(Dataset entries)
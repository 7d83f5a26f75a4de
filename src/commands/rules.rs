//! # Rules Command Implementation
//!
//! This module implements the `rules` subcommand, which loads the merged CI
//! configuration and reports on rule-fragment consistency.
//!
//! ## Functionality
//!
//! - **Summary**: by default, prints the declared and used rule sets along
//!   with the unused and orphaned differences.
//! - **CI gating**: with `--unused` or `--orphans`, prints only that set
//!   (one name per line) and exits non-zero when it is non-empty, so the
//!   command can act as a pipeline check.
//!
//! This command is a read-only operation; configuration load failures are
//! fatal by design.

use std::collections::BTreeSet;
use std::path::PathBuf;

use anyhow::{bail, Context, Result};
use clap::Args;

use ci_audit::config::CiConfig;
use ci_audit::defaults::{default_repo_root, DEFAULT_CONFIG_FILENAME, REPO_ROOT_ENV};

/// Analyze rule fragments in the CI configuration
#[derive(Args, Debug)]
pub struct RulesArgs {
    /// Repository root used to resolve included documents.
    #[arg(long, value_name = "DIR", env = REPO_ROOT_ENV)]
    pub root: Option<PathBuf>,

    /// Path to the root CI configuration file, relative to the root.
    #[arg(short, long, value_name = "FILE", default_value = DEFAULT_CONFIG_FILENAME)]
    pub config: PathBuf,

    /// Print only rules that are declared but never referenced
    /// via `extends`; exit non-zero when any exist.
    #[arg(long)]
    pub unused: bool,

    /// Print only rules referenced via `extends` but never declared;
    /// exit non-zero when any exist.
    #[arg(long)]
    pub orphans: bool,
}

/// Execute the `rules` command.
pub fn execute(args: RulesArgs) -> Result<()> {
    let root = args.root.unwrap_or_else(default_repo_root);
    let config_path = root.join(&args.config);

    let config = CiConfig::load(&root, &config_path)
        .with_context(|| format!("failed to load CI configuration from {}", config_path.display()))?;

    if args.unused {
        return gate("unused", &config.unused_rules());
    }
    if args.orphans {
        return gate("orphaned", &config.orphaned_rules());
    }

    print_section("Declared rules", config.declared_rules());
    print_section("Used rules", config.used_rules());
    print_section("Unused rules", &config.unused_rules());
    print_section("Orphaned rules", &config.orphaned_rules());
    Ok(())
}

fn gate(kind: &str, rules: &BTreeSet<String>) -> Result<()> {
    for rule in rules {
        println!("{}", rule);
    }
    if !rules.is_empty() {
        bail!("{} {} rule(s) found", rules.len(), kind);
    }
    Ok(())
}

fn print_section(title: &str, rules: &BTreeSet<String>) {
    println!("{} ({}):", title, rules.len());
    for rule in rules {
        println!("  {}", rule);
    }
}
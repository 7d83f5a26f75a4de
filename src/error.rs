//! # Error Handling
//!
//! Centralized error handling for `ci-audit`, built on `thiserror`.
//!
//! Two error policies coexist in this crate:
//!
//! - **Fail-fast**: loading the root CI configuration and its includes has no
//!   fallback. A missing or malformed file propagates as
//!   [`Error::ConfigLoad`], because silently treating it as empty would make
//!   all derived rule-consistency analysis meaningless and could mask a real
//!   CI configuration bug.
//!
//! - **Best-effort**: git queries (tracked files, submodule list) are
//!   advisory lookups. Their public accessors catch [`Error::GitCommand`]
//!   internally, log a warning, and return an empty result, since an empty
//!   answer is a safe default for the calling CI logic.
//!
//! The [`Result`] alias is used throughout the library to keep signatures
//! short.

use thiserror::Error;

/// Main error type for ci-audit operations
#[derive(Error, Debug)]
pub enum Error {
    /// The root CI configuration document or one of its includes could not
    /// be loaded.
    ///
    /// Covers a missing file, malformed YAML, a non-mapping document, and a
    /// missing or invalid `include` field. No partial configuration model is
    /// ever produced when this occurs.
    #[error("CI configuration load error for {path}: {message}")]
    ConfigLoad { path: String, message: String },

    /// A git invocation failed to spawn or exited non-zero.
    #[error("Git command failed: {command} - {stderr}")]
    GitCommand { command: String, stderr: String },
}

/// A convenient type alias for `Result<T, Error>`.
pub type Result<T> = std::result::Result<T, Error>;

--

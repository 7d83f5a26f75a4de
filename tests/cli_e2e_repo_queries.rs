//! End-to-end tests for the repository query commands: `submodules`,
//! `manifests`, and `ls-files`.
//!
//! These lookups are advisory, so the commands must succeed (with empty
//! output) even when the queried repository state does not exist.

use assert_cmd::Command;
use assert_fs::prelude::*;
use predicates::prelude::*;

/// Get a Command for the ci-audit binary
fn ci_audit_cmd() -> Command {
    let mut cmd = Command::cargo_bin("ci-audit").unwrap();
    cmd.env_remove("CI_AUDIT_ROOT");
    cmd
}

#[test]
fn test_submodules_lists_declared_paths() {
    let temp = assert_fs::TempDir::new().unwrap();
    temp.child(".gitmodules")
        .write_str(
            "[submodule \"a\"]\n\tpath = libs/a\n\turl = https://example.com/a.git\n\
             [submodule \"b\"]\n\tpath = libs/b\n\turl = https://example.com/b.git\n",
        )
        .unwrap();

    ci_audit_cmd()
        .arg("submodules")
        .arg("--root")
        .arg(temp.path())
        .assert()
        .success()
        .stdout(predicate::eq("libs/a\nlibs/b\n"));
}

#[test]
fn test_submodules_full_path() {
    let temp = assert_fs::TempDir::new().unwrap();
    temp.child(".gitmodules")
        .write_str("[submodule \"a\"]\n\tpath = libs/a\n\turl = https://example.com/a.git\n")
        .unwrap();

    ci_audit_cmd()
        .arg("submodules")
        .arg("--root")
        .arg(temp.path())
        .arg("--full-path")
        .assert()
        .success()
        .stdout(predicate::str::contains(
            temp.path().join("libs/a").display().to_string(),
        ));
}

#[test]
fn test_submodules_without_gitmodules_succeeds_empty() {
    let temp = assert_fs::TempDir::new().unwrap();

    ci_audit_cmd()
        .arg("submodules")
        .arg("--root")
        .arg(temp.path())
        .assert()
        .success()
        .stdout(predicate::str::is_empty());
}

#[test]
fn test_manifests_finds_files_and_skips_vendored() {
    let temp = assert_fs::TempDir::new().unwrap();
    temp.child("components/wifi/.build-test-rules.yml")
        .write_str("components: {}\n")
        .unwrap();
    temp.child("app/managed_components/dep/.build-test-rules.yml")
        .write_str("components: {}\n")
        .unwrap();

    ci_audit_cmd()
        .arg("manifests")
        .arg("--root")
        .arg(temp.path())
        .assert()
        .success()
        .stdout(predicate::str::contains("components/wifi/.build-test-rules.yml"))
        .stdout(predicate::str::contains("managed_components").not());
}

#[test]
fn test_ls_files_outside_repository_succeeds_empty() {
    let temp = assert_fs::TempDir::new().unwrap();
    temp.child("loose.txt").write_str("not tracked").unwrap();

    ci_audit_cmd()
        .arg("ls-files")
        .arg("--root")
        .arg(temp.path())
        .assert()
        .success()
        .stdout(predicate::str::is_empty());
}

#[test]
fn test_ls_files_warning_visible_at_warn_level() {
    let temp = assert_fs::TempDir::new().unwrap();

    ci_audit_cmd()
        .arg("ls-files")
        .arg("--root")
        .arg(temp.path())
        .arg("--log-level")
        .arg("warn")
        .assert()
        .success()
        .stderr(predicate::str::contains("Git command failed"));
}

* **YOUR OBJECTIVE**
Please copy the lines above from the line with "#[derive(Error, Debug)]" up to and including the line with "pub type Result<T>", exactly as written and with nothing else.

* **ANSWER TO THIS TASK**
#[derive(Error, Debug)]
pub enum Error {
    /// The root CI configuration document or one of its includes could not
    /// be loaded.
    ///
    /// Covers a missing file, malformed YAML, a non-mapping document, and a
    /// missing or invalid `include` field. No partial configuration model is
    /// ever produced when this occurs.
    #[error("CI configuration load error for {path}: {message}")]
    ConfigLoad { path: String, message: String },

    /// A git invocation failed to spawn or exited non-zero.
    #[error("Git command failed: {command} - {stderr}")]
    GitCommand { command: String, stderr: String },
}

/// A convenient type alias for `Result<T, Error>`.
pub type Result<T> = std::result::Result<T, Error>;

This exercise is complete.